Yes the accident did make me think of D, I wondered why the police were in the valley anyway, they only usually come if they are tipped off, or if an accident happens like with D 5 years ago. He didn't 'run', but he left the scene before the police arrived, came home scared and opened a bottle of wine to try to cover up his alcohol intake before driving. The kids watched as the police arrived, questioned him, breathalised him and arrested him, took him to the cells in the city police station.
OMG he's banging on the door again, I am feeling afraid. I know, I should call the police..... he's banging and banging......
At last. He's gone.
Must sleep, goodnight Kate, need hugs
I am so glad that you are ok, Hilary Rose. And I'm sorry that Dave did that to you. How awful. But it is wonderful that you called the police and got them involved. You did the right thing. Dave needs to know that he cannot just abuse you like that and that if he tries, there will be consequences. Plus if he would try to escalate this, you already have a record of what he has done with the police.

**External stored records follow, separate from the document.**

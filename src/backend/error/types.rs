/**
 * Backend Error Types
 *
 * This module defines error types specific to the backend server.
 * These errors are used in HTTP handlers and at startup, and can be
 * converted to HTTP responses.
 *
 * # Error Categories
 *
 * ## Request Errors
 *
 * Bad input on an HTTP route, such as an invalid user identifier, arrives
 * as a `SharedError` and maps to 400. Unreadable bodies are rejected by
 * axum's extractors before a handler runs.
 *
 * ## Startup Errors
 *
 * Configuration, database and listener failures. These stop the process.
 */

use axum::http::StatusCode;
use thiserror::Error;

use crate::shared::{ConfigError, SharedError};

/// Backend-specific error types
#[derive(Debug, Error)]
pub enum BackendError {
    /// Invalid or missing configuration
    #[error(transparent)]
    ConfigError(#[from] ConfigError),

    /// Database connection failure
    #[error("Database error: {0}")]
    DatabaseError(#[from] sqlx::Error),

    /// Listener or socket failure
    #[error("I/O error: {0}")]
    IoError(#[from] std::io::Error),

    /// Shared error (from shared module)
    #[error(transparent)]
    SharedError(#[from] SharedError),
}

impl BackendError {
    /// Get the HTTP status code for this error
    ///
    /// # Status Code Mapping
    ///
    /// - `SharedError` - 400 for validation/protocol, 500 for serialization
    /// - everything else - 500 Internal Server Error
    pub fn status_code(&self) -> StatusCode {
        match self {
            Self::SharedError(err) => match err {
                SharedError::SerializationError { .. } => StatusCode::INTERNAL_SERVER_ERROR,
                SharedError::ValidationError { .. } => StatusCode::BAD_REQUEST,
                SharedError::ProtocolError { .. } => StatusCode::BAD_REQUEST,
            },
            Self::ConfigError(_) | Self::DatabaseError(_) | Self::IoError(_) => {
                StatusCode::INTERNAL_SERVER_ERROR
            }
        }
    }

    /// Get the error message
    pub fn message(&self) -> String {
        self.to_string()
    }
}
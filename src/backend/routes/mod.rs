//! Route Configuration Module
//!
//! This module configures all HTTP routes for the backend server.
//!
//! # Architecture
//!
//! - **`router`** - main router, layers, static fallback
//! - **`api_routes`** - presence and notification push endpoints
//!
//! # Route Types
//!
//! - `GET /ws` - realtime WebSocket
//! - `GET /health` - liveness and connection counts
//! - `GET /api/presence/{user_id}` - presence query
//! - `POST /api/notifications/{user_id}/push` - live push
//! - everything else - static files from the public directory

/// Main router creation
pub mod router;

/// API endpoint handlers
pub mod api_routes;

// Re-export commonly used functions
pub use router::create_router;
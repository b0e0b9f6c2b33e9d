//! Presence and health endpoint tests

use axum::http::StatusCode;
use pretty_assertions::assert_eq;
use serde_json::json;
use socialhub::backend::presence::{HealthResponse, PresenceResponse};
use socialhub::shared::UserId;

use crate::common::{test_config, test_server, test_state};

#[tokio::test]
async fn test_presence_offline_user() {
    let server = test_server(test_state(test_config()));

    let response = server.get("/api/presence/42").await;

    assert_eq!(response.status_code(), StatusCode::OK);
    assert_eq!(
        response.json::<PresenceResponse>(),
        PresenceResponse {
            user_id: "42".to_string(),
            online: false,
            connections: 0,
        }
    );
}

#[tokio::test]
async fn test_presence_counts_joined_connections() {
    let state = test_state(test_config());
    let hub = state.realtime.clone();
    let server = test_server(state);

    let (first, _first_rx) = hub.open_connection();
    let (second, _second_rx) = hub.open_connection();
    hub.join(first, &json!(42));
    hub.join(second, &json!("42"));

    let body = server.get("/api/presence/42").await.json::<PresenceResponse>();
    assert!(body.online);
    assert_eq!(body.connections, 2);

    hub.close_connection(first);
    let body = server.get("/api/presence/42").await.json::<PresenceResponse>();
    assert!(body.online);
    assert_eq!(body.connections, 1);

    hub.close_connection(second);
    let body = server.get("/api/presence/42").await.json::<PresenceResponse>();
    assert!(!body.online);
    assert!(!hub.registry().is_online(&UserId::parse("42").unwrap()));
}

#[tokio::test]
async fn test_presence_rejects_blank_user_id() {
    let server = test_server(test_state(test_config()));

    let response = server.get("/api/presence/%20%20").await;

    assert_eq!(response.status_code(), StatusCode::BAD_REQUEST);
    let body = response.json::<serde_json::Value>();
    assert_eq!(body["status"], json!(400));
    assert!(body["error"].is_string());
}

#[tokio::test]
async fn test_health_reports_counters() {
    let state = test_state(test_config());
    let hub = state.realtime.clone();
    let server = test_server(state);

    let (connection, _rx) = hub.open_connection();
    let (_idle, _idle_rx) = hub.open_connection();
    hub.join(connection, &json!("alice"));

    let response = server.get("/health").await;
    assert_eq!(response.status_code(), StatusCode::OK);

    let body = response.json::<HealthResponse>();
    assert_eq!(body.status, "ok");
    assert_eq!(body.connections, 2);
    assert_eq!(body.online_users, 1);
    assert_eq!(body.pending_notifications, 0);
    assert!(!body.database);
}
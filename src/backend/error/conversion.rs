/**
 * Error Conversion
 *
 * This module converts backend errors and handler panics into HTTP
 * responses.
 *
 * # Response Format
 *
 * ```json
 * {
 *   "error": "Error message",
 *   "status": 400
 * }
 * ```
 *
 * Server-side failures (5xx) never leak their cause: the client sees a
 * generic message and the details go to the log.
 */

use axum::{
    body::Body,
    http::{header, StatusCode},
    response::{IntoResponse, Response},
};
use std::any::Any;

use crate::backend::error::types::BackendError;

/// Message returned for every 5xx response
pub const GENERIC_SERVER_ERROR: &str = "Internal server error";

impl IntoResponse for BackendError {
    fn into_response(self) -> Response {
        let status = self.status_code();
        let message = if status.is_server_error() {
            tracing::error!("[Server] Request failed: {:?}", self);
            GENERIC_SERVER_ERROR.to_string()
        } else {
            tracing::warn!("[Server] Request rejected: {}", self);
            self.message()
        };
        json_error(status, &message)
    }
}

/// Catch-all for panics inside handlers (used with `CatchPanicLayer`)
pub fn handle_panic(panic: Box<dyn Any + Send + 'static>) -> Response {
    let detail = if let Some(s) = panic.downcast_ref::<String>() {
        s.clone()
    } else if let Some(s) = panic.downcast_ref::<&str>() {
        s.to_string()
    } else {
        "unknown panic payload".to_string()
    };
    tracing::error!("[Server] Handler panicked: {}", detail);
    json_error(StatusCode::INTERNAL_SERVER_ERROR, GENERIC_SERVER_ERROR)
}

fn json_error(status: StatusCode, message: &str) -> Response {
    let body = serde_json::json!({
        "error": message,
        "status": status.as_u16(),
    });

    Response::builder()
        .status(status)
        .header(header::CONTENT_TYPE, "application/json")
        .body(Body::from(body.to_string()))
        .unwrap_or_else(|_| (status, message.to_string()).into_response())
}
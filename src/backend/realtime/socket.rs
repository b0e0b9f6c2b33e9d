/**
 * Realtime Socket Handler
 *
 * This module implements the WebSocket endpoint (`GET /ws`) and the
 * per-connection lifecycle.
 *
 * # Connection Lifecycle
 *
 * 1. Upgrade: the connection is registered and gets an outbound queue
 * 2. Loop: inbound frames are dispatched to the hub in arrival order while
 *    queued outbound events are written to the socket
 * 3. Close, error or end of stream: the registry entry and all channel
 *    subscriptions are removed
 *
 * # Frames
 *
 * ```json
 * {"event":"join","data":"42"}
 * {"event":"notificationRead","data":{"notificationId":"n1","userId":"42"}}
 * ```
 */

use axum::{
    extract::{
        ws::{Message, WebSocket, WebSocketUpgrade},
        State,
    },
    response::IntoResponse,
};
use futures_util::{SinkExt, StreamExt};

use crate::backend::realtime::hub::RealtimeHub;

/// Handle WebSocket upgrade (GET /ws)
pub async fn handle_ws_upgrade(
    State(hub): State<RealtimeHub>,
    ws: WebSocketUpgrade,
) -> impl IntoResponse {
    ws.on_upgrade(move |socket| run_connection(hub, socket))
}

/// Drive one connection until it closes
pub async fn run_connection(hub: RealtimeHub, socket: WebSocket) {
    let (connection, mut outbound) = hub.open_connection();
    let (mut sink, mut stream) = socket.split();

    loop {
        tokio::select! {
            incoming = stream.next() => match incoming {
                Some(Ok(Message::Text(text))) => hub.handle_text(connection, text.as_str()),
                Some(Ok(Message::Binary(_))) => {
                    tracing::debug!("[Realtime] Ignoring binary frame from {}", connection);
                }
                Some(Ok(Message::Ping(_))) | Some(Ok(Message::Pong(_))) => {}
                Some(Ok(Message::Close(_))) | None => break,
                Some(Err(e)) => {
                    tracing::warn!("[Realtime] Socket error on {}: {}", connection, e);
                    break;
                }
            },
            outgoing = outbound.recv() => {
                let Some(event) = outgoing else {
                    break;
                };
                let frame = match event.to_frame() {
                    Ok(frame) => frame,
                    Err(e) => {
                        tracing::error!("[Realtime] Failed to serialize {}: {}", event.name(), e);
                        continue;
                    }
                };
                if let Err(e) = sink.send(Message::Text(frame.into())).await {
                    tracing::debug!("[Realtime] Write to {} failed: {}", connection, e);
                    break;
                }
            }
        }
    }

    hub.close_connection(connection);
}
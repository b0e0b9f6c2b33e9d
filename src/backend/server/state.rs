/**
 * Application State Management
 *
 * This module defines the application state structure and implements
 * the necessary `FromRef` traits for Axum state extraction.
 *
 * # Architecture
 *
 * The `AppState` struct is the central state container, holding:
 * - The loaded configuration
 * - The realtime hub (connection registry + broadcaster)
 * - The database pool used by the persistence collaborators
 *
 * The hub is the only piece of shared mutable state. It is created once
 * here and reaches handlers through Axum state, never through globals.
 */

use axum::extract::FromRef;
use chrono::{DateTime, Utc};
use sqlx::PgPool;
use std::sync::Arc;

use crate::backend::realtime::RealtimeHub;
use crate::shared::AppConfig;

/// Application state shared by every handler
#[derive(Clone)]
pub struct AppState {
    /// Loaded configuration
    pub config: Arc<AppConfig>,

    /// Presence registry and notification broadcaster
    pub realtime: RealtimeHub,

    /// Database connection pool
    ///
    /// `None` when running without a database (tests, local tooling).
    /// The server binary refuses to start without one.
    pub db_pool: Option<PgPool>,

    /// When this process started serving
    pub started_at: DateTime<Utc>,
}

impl AppState {
    pub fn new(config: AppConfig, db_pool: Option<PgPool>) -> Self {
        let realtime = RealtimeHub::new(&config);
        Self {
            config: Arc::new(config),
            realtime,
            db_pool,
            started_at: Utc::now(),
        }
    }
}

/// Lets handlers take `State<RealtimeHub>` directly
impl FromRef<AppState> for RealtimeHub {
    fn from_ref(app_state: &AppState) -> Self {
        app_state.realtime.clone()
    }
}

impl FromRef<AppState> for Arc<AppConfig> {
    fn from_ref(app_state: &AppState) -> Self {
        app_state.config.clone()
    }
}

impl FromRef<AppState> for Option<PgPool> {
    fn from_ref(app_state: &AppState) -> Self {
        app_state.db_pool.clone()
    }
}
/**
 * Connection Registry
 *
 * Tracks every open realtime connection, the user channels each connection
 * has joined, and the reverse index used for cleanup.
 *
 * # Indexes
 *
 * - `connections`: connection id -> outbound queue + users joined by it
 * - `channels`: user id -> connections subscribed to that user's channel
 *
 * The two are updated together under one lock, so a user key never maps to
 * an empty set and every subscription has a matching reverse entry.
 * Disconnect cleanup walks only the channels the connection joined.
 *
 * # Presence
 *
 * Presence is one-to-many: every tab a user opens stays reachable, and
 * disconnecting one connection never removes another connection's entry.
 */

use std::collections::{HashMap, HashSet};
use std::sync::{Arc, Mutex, MutexGuard, PoisonError};
use tokio::sync::mpsc::{self, error::TrySendError};

use crate::shared::{ConnectionId, ServerEvent, UserId};

/// Sending half of a connection's outbound queue
pub type OutboundSender = mpsc::Sender<ServerEvent>;

/// Receiving half, drained by the connection's socket task
pub type OutboundReceiver = mpsc::Receiver<ServerEvent>;

/// Result of a join request
#[derive(Debug, Clone, Copy, PartialEq, Eq)]
pub enum JoinOutcome {
    /// The connection is now subscribed to the user's channel
    Joined,
    /// The connection was already subscribed; nothing changed
    AlreadyJoined,
    /// No such connection (already disconnected)
    UnknownConnection,
}

/// Counts from one fan-out
#[derive(Debug, Clone, Copy, Default, PartialEq, Eq)]
pub struct Delivery {
    /// Events accepted by an outbound queue
    pub delivered: usize,
    /// Events dropped because a queue was full or closed
    pub dropped: usize,
}

struct ConnectionSlot {
    sender: OutboundSender,
    users: HashSet<UserId>,
}

#[derive(Default)]
struct RegistryInner {
    connections: HashMap<ConnectionId, ConnectionSlot>,
    channels: HashMap<UserId, HashSet<ConnectionId>>,
}

/// Process-wide registry of realtime connections
///
/// Cheap to clone; all clones share the same tables. Constructed once in
/// `create_app` and handed to handlers through `AppState`.
#[derive(Clone)]
pub struct ConnectionRegistry {
    inner: Arc<Mutex<RegistryInner>>,
    outbound_buffer: usize,
}

impl ConnectionRegistry {
    /// Create an empty registry whose connections buffer up to
    /// `outbound_buffer` undelivered events each.
    pub fn new(outbound_buffer: usize) -> Self {
        Self {
            inner: Arc::new(Mutex::new(RegistryInner::default())),
            outbound_buffer: outbound_buffer.max(1),
        }
    }

    // Critical sections never leave the tables half-updated, so a poisoned
    // lock still guards consistent data.
    fn lock(&self) -> MutexGuard<'_, RegistryInner> {
        self.inner.lock().unwrap_or_else(PoisonError::into_inner)
    }

    /// Register a freshly opened connection
    pub fn connect(&self) -> (ConnectionId, OutboundReceiver) {
        let (sender, receiver) = mpsc::channel(self.outbound_buffer);
        let id = ConnectionId::new();
        self.lock().connections.insert(
            id,
            ConnectionSlot {
                sender,
                users: HashSet::new(),
            },
        );
        (id, receiver)
    }

    /// Subscribe `connection` to the channel named after `user`
    pub fn join(&self, user: &UserId, connection: ConnectionId) -> JoinOutcome {
        let mut inner = self.lock();
        let RegistryInner {
            connections,
            channels,
        } = &mut *inner;

        let Some(slot) = connections.get_mut(&connection) else {
            return JoinOutcome::UnknownConnection;
        };
        if !slot.users.insert(user.clone()) {
            return JoinOutcome::AlreadyJoined;
        }
        channels.entry(user.clone()).or_default().insert(connection);
        JoinOutcome::Joined
    }

    /// Remove a connection and every subscription it holds.
    ///
    /// Returns the users whose channels it had joined. Unknown ids are a
    /// no-op.
    pub fn disconnect(&self, connection: ConnectionId) -> Vec<UserId> {
        let mut inner = self.lock();
        let Some(slot) = inner.connections.remove(&connection) else {
            return Vec::new();
        };

        let mut users: Vec<UserId> = slot.users.into_iter().collect();
        for user in &users {
            if let Some(members) = inner.channels.get_mut(user) {
                members.remove(&connection);
                if members.is_empty() {
                    inner.channels.remove(user);
                }
            }
        }
        users.sort();
        users
    }

    /// Queue `event` on every connection subscribed to `user`'s channel
    pub fn deliver(&self, user: &UserId, event: &ServerEvent) -> Delivery {
        let inner = self.lock();
        let mut delivery = Delivery::default();
        let Some(members) = inner.channels.get(user) else {
            return delivery;
        };

        for connection in members {
            let Some(slot) = inner.connections.get(connection) else {
                continue;
            };
            if try_enqueue(&slot.sender, *connection, event.clone()) {
                delivery.delivered += 1;
            } else {
                delivery.dropped += 1;
            }
        }
        delivery
    }

    /// Queue `event` on one connection
    pub fn send_to(&self, connection: ConnectionId, event: ServerEvent) -> bool {
        let inner = self.lock();
        match inner.connections.get(&connection) {
            Some(slot) => try_enqueue(&slot.sender, connection, event),
            None => false,
        }
    }

    pub fn is_online(&self, user: &UserId) -> bool {
        self.lock().channels.contains_key(user)
    }

    /// Connections currently subscribed to `user`'s channel, sorted
    pub fn connections_for(&self, user: &UserId) -> Vec<ConnectionId> {
        let mut connections: Vec<ConnectionId> = self
            .lock()
            .channels
            .get(user)
            .map(|members| members.iter().copied().collect())
            .unwrap_or_default();
        connections.sort();
        connections
    }

    /// Users whose channels `connection` has joined, sorted
    pub fn users_for(&self, connection: ConnectionId) -> Vec<UserId> {
        let mut users: Vec<UserId> = self
            .lock()
            .connections
            .get(&connection)
            .map(|slot| slot.users.iter().cloned().collect())
            .unwrap_or_default();
        users.sort();
        users
    }

    /// Every user with at least one joined connection, sorted
    pub fn online_users(&self) -> Vec<UserId> {
        let mut users: Vec<UserId> = self.lock().channels.keys().cloned().collect();
        users.sort();
        users
    }

    pub fn connection_count(&self) -> usize {
        self.lock().connections.len()
    }

    pub fn user_count(&self) -> usize {
        self.lock().channels.len()
    }

    /// Check that the forward and reverse indexes agree
    #[cfg(test)]
    pub(crate) fn is_consistent(&self) -> bool {
        let inner = self.lock();
        let forward_ok = inner.channels.iter().all(|(user, members)| {
            !members.is_empty()
                && members.iter().all(|c| {
                    inner
                        .connections
                        .get(c)
                        .is_some_and(|slot| slot.users.contains(user))
                })
        });
        let reverse_ok = inner.connections.iter().all(|(c, slot)| {
            slot.users.iter().all(|user| {
                inner
                    .channels
                    .get(user)
                    .is_some_and(|members| members.contains(c))
            })
        });
        forward_ok && reverse_ok
    }
}

fn try_enqueue(sender: &OutboundSender, connection: ConnectionId, event: ServerEvent) -> bool {
    match sender.try_send(event) {
        Ok(()) => true,
        Err(TrySendError::Full(event)) => {
            tracing::warn!(
                "[Realtime] Outbound queue full for connection {}, dropping {}",
                connection,
                event.name()
            );
            false
        }
        Err(TrySendError::Closed(event)) => {
            tracing::debug!(
                "[Realtime] Connection {} is closing, dropping {}",
                connection,
                event.name()
            );
            false
        }
    }
}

Let me know how things go today and how you are feeling.
Thank you Kate,
Yes I'm kinda glad there is a logged incident, though they didn't see anything nor get to speak to him while he was drunk...
I know he was drinking for nearly 6 hours and that he was very drunk, Poppy told me she saw him briefly when she got back from her friend's house at about 1am. I told her that there might be a visit from police either here or at the barn and why. She said he only wanted the dogs. She said she had walked past a stationary police car AND an ambulance just down the road from here on her way home which was at about the time they must have been leaving me. I said that must have been something else, the ambulance had nothing to do with me. But it did, I remember the police woman speaking code into her walkie talkie, then one police man came back here to get the car keys, said I'd better move. It was at the point when I was struggling to speak and hold my head up bc I'd had my night pills and she asked me if I'd taken too many pills and whether I'd had any alcohol, I'd had a glass of wine earlier; but they didn't come in and they didn't say anything.
No news today though and no sign of D. I'm feeling really drowsy again, will go and have a rest while I can.
Thanks for keeping me up to date. It sounds like Dave is not handling this situation very well. And it is unlikely he wanted the dogs. It is more likely he was looking for a way to harass you. You mentioned that he never showed interest in the dogs before, so suddenly caring about them is most likely not going to happen.
I hope you are resting well. Talk to you soon,
thank you, XXXXX XXXXX been some and some, but now I'm over stressed and over done and can't talk though I want to badly. A police officer called on D, then came to see me, I just wanted a big hug from him he was so nice and kind, I cried a lot, and he was very reassuring that I must use all the help that I need.
My evening has been difficult, but i'll talk tomorrow, glad of a day off alone (or so I hope)
Hugs (needed) goodnight
Poppy is better today thanks.
I'll try to accept again in the morning, has been denying me access :(
I'm glad to hear that the police are giving the situation with Dave the attention it needs. Rest tonight and we can talk tomorrow if that works for you.